Aim of the exercise
Copy out all lines in the data below containing the string "here".

Dataset extract

★ ★ ★ ★ ★

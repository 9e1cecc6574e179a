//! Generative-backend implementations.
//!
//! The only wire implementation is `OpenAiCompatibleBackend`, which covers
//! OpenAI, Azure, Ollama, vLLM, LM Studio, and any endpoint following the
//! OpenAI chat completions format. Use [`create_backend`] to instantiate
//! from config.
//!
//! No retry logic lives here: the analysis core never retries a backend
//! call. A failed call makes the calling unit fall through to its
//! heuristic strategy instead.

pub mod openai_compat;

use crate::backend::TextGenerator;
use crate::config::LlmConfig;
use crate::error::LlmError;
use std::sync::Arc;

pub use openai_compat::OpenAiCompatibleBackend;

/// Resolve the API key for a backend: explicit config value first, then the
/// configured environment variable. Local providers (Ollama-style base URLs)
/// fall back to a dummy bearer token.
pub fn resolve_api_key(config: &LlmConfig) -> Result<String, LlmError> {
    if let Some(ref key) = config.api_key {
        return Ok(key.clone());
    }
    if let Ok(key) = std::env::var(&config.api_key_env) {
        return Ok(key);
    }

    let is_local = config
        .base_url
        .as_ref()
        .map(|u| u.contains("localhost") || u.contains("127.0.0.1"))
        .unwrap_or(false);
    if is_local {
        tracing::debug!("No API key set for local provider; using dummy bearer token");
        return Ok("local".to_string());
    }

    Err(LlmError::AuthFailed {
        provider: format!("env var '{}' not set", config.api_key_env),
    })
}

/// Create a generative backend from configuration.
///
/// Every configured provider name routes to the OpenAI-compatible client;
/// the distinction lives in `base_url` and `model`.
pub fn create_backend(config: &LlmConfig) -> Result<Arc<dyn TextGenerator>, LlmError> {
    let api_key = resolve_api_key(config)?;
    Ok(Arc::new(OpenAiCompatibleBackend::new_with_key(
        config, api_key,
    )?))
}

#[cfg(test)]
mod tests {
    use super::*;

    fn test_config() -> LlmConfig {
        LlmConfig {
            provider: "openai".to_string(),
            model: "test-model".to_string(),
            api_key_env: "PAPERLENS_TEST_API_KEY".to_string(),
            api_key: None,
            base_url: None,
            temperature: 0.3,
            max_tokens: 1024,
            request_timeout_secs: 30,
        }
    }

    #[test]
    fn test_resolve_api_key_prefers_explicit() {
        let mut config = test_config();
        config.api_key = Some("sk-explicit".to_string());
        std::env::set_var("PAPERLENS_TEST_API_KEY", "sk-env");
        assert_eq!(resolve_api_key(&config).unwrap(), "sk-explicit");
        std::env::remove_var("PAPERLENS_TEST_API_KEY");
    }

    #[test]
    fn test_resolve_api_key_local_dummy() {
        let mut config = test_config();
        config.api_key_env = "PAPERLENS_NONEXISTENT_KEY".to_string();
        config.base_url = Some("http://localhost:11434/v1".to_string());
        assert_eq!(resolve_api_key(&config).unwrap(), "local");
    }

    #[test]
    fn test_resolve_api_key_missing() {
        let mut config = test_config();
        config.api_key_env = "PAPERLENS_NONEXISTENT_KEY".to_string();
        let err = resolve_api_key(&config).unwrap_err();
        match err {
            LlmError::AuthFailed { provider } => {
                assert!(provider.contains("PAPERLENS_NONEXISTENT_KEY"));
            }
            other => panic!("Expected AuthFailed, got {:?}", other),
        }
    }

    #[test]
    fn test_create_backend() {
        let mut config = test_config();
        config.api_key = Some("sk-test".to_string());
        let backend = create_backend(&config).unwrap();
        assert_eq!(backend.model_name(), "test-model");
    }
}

★ ★ ★ ★ ★

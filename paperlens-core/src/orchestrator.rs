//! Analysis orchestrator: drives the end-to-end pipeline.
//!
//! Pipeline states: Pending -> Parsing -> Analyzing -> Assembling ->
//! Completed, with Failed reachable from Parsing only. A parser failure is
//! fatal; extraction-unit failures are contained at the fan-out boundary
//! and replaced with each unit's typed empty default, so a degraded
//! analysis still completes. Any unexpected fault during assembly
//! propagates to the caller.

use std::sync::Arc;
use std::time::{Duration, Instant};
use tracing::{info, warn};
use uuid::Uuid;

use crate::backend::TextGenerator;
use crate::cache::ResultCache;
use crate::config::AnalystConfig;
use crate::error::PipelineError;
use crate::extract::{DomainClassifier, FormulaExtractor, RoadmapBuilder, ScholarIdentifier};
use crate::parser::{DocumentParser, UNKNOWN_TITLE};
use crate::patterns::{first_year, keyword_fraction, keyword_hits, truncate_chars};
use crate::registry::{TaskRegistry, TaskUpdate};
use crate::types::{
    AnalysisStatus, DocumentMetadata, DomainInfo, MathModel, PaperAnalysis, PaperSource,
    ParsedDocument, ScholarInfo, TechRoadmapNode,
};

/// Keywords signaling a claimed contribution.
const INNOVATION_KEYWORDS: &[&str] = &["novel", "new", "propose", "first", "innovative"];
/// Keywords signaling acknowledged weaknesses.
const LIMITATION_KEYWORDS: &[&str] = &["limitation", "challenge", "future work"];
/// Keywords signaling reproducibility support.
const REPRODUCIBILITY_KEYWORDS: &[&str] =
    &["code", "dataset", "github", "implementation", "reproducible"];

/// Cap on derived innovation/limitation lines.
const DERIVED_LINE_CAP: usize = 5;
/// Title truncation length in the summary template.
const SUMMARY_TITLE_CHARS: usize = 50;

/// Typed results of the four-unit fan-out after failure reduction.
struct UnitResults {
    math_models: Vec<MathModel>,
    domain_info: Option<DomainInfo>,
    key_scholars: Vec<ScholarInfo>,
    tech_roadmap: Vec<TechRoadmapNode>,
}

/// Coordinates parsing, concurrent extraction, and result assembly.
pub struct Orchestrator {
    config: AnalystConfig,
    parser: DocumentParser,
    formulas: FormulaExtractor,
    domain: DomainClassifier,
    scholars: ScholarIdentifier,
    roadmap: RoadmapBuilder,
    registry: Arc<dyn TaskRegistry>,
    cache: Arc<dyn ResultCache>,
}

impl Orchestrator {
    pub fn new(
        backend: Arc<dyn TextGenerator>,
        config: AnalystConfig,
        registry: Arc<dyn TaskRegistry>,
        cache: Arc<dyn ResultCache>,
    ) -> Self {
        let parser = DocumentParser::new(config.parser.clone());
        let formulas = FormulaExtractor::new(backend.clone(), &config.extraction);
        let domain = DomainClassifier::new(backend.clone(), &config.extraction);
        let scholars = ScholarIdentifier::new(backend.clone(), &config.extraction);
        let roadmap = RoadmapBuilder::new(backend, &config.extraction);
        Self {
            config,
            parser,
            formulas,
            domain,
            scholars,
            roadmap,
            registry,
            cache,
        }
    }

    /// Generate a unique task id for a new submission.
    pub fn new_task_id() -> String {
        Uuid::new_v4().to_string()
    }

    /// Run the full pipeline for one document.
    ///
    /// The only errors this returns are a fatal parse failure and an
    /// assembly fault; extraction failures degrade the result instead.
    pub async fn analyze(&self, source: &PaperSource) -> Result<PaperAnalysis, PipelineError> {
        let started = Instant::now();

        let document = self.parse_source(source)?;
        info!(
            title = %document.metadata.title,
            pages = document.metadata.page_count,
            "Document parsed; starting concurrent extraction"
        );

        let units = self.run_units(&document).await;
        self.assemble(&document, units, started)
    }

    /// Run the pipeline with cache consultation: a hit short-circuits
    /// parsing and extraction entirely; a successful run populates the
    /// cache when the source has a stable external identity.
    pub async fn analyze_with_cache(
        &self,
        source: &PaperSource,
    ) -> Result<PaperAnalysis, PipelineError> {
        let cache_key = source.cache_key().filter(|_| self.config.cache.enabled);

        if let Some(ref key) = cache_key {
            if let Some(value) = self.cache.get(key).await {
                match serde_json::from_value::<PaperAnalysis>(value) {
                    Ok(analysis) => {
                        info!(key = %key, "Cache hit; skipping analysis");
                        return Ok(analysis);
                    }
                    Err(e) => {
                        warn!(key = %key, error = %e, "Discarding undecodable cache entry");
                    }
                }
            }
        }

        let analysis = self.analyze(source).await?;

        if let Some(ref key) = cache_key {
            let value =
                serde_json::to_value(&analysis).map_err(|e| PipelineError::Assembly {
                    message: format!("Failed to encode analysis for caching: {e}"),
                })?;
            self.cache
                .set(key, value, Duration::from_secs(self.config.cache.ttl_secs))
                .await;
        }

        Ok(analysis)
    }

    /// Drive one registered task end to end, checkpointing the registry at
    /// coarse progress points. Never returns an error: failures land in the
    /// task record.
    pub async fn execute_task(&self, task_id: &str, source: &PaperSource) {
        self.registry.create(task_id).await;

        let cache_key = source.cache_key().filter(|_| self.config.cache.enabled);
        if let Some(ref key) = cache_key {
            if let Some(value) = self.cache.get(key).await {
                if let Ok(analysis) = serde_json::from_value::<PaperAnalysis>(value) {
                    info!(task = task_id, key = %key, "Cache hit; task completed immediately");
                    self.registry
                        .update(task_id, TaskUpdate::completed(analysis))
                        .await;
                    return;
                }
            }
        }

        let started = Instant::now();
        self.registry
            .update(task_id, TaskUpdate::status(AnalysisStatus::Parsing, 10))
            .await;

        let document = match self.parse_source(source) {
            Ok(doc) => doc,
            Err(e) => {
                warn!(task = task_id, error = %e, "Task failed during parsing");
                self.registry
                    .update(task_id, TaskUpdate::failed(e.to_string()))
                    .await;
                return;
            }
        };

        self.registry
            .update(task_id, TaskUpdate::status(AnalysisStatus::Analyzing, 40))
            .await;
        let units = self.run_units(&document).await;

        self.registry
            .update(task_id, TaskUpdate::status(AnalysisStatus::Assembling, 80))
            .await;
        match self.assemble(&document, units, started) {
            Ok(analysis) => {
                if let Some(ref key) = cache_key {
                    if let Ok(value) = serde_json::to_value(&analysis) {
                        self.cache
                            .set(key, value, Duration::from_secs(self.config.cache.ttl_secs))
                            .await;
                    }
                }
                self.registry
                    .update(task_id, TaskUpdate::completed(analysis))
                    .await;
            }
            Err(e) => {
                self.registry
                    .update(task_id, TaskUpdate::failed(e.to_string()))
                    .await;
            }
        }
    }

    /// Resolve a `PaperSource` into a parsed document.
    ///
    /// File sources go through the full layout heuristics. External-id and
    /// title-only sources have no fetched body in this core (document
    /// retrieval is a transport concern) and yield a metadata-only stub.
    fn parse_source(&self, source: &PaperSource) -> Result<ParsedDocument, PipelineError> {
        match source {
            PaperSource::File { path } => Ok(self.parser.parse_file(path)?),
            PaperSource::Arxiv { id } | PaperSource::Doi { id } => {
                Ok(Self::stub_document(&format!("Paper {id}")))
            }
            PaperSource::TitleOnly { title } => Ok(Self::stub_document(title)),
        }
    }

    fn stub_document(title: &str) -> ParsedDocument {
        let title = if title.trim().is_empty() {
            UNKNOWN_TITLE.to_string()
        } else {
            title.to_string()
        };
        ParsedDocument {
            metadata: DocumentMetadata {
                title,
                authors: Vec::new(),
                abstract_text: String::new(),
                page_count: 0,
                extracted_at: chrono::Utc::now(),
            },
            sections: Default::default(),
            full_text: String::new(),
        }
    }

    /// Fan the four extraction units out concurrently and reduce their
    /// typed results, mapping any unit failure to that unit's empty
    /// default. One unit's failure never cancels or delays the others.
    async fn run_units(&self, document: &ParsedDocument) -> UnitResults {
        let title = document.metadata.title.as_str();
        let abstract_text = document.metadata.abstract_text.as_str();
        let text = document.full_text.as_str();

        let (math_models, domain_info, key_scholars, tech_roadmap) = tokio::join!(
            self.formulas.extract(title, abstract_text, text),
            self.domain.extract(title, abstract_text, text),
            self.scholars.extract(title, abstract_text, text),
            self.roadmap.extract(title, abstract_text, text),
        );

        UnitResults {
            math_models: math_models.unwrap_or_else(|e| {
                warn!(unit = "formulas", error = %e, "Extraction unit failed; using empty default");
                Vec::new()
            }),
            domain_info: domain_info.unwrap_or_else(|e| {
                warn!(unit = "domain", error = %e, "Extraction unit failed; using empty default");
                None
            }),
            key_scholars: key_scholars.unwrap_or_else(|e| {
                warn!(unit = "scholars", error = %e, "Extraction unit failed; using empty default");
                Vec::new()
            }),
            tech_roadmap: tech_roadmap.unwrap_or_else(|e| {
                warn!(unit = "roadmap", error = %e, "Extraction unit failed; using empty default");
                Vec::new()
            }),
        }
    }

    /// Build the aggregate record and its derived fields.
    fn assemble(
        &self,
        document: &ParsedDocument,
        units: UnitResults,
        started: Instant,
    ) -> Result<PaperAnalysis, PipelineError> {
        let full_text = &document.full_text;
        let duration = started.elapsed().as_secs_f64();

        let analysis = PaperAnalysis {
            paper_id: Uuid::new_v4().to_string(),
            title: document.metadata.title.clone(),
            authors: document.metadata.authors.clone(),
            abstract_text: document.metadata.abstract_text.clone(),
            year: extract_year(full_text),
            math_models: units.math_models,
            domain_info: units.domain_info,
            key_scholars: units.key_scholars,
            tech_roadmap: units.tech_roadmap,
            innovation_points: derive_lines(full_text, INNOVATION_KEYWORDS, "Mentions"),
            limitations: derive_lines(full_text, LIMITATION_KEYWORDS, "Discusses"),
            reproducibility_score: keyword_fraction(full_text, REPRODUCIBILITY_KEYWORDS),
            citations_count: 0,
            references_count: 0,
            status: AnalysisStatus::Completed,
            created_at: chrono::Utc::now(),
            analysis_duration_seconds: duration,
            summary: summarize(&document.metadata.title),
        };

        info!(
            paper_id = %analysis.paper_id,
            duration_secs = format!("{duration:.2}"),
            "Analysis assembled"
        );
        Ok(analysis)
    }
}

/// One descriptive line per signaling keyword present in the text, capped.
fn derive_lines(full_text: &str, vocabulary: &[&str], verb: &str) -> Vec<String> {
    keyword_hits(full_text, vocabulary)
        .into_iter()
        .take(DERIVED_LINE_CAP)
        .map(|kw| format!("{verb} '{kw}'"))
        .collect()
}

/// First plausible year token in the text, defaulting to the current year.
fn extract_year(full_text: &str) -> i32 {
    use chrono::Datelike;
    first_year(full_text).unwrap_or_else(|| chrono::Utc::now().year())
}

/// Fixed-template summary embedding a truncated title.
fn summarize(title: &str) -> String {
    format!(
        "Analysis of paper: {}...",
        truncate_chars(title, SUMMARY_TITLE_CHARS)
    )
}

★ ★ ★ ★ ★

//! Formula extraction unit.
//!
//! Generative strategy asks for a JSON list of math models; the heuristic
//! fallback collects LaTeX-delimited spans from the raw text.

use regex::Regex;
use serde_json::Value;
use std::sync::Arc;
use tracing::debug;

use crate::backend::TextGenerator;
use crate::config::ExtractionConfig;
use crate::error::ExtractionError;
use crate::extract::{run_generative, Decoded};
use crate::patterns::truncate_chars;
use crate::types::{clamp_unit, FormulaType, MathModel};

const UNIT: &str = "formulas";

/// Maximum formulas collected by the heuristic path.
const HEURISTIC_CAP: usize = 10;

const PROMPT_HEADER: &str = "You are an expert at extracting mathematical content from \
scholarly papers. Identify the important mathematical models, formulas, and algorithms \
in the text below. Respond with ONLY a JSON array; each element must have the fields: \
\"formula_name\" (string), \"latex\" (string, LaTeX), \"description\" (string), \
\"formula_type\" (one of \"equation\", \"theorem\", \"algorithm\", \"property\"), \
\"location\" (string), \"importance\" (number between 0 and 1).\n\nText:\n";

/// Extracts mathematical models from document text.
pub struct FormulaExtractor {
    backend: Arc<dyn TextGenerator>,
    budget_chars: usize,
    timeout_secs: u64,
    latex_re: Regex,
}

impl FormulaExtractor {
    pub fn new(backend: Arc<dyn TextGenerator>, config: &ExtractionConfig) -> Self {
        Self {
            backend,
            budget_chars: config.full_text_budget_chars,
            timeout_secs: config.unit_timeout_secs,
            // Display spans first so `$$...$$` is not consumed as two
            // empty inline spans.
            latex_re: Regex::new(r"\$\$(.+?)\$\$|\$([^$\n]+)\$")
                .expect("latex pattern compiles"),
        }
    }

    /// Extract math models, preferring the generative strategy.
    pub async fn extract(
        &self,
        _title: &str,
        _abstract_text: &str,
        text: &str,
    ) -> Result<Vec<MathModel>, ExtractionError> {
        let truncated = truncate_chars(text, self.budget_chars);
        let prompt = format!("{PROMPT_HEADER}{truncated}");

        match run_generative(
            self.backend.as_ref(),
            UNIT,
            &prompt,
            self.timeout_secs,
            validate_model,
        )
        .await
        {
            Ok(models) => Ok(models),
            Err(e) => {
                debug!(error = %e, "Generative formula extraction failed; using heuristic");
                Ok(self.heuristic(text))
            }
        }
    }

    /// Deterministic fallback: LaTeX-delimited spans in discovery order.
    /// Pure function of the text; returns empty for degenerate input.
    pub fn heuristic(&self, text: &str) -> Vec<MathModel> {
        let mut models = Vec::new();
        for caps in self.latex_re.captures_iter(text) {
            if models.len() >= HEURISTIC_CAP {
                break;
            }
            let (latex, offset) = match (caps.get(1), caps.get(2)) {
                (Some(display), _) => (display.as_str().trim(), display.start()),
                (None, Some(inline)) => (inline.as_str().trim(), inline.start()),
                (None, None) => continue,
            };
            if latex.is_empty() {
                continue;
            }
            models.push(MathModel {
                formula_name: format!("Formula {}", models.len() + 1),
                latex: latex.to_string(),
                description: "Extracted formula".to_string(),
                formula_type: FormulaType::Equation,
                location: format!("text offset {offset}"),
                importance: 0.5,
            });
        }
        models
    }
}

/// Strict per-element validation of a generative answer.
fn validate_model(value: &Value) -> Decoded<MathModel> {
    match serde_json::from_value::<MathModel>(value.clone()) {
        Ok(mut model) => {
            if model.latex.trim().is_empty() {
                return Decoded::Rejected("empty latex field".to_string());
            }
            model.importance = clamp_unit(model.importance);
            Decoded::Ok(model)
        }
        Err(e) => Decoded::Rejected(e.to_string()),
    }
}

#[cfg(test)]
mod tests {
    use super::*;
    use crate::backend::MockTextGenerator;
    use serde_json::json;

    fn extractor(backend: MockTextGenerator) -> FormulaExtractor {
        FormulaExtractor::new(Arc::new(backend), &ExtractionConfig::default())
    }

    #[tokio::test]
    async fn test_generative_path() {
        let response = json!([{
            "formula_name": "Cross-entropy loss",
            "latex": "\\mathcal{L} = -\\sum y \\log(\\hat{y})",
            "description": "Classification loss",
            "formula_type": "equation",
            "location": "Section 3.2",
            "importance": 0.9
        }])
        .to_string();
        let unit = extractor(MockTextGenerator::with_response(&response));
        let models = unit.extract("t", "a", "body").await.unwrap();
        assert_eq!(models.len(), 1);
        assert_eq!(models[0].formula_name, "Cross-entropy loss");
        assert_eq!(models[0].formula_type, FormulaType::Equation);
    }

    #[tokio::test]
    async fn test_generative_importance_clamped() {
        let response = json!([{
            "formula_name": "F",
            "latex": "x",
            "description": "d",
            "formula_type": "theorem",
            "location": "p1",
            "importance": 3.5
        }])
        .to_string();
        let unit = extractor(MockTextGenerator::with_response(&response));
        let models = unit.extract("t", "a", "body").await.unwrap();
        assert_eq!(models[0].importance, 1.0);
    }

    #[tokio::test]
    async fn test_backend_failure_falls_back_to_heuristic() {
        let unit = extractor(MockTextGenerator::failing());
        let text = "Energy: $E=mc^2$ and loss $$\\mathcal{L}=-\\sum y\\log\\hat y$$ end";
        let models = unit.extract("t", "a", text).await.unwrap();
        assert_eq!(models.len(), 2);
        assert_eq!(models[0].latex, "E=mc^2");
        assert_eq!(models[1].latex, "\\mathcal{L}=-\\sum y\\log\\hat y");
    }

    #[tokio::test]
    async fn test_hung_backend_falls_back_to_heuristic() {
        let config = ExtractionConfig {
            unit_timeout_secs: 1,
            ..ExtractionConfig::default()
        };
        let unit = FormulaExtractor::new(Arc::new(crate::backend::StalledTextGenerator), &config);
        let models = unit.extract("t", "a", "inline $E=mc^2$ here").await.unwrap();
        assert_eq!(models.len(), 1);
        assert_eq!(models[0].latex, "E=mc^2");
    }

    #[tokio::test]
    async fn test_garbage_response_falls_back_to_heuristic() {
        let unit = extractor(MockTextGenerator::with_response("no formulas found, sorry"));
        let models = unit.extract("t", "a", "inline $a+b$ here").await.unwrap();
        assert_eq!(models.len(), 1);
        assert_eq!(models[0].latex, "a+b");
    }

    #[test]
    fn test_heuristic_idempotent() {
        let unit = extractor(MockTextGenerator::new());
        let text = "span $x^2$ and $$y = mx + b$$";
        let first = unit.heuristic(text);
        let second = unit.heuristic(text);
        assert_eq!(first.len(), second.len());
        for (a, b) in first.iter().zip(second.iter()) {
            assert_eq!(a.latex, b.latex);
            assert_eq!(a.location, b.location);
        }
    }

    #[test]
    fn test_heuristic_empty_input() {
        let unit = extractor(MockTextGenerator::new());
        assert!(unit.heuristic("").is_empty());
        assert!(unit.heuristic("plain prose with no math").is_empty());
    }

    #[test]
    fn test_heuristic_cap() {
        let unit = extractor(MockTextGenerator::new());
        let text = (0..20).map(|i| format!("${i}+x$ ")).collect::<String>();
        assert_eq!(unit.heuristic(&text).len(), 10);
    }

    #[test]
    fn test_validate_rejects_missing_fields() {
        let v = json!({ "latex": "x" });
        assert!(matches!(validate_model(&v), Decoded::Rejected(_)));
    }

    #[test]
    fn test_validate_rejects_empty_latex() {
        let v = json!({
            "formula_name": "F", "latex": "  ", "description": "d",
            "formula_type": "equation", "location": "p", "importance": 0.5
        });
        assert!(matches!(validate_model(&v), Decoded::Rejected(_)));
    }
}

★ ★ ★ ★ ★

Finished exercise
//! No retry logic lives here: the analysis core never retries a backend
        let models = unit.extract("t", "a", "inline $E=mc^2$ here").await.unwrap();
        let models = unit.extract("t", "a", "inline $a+b$ here").await.unwrap();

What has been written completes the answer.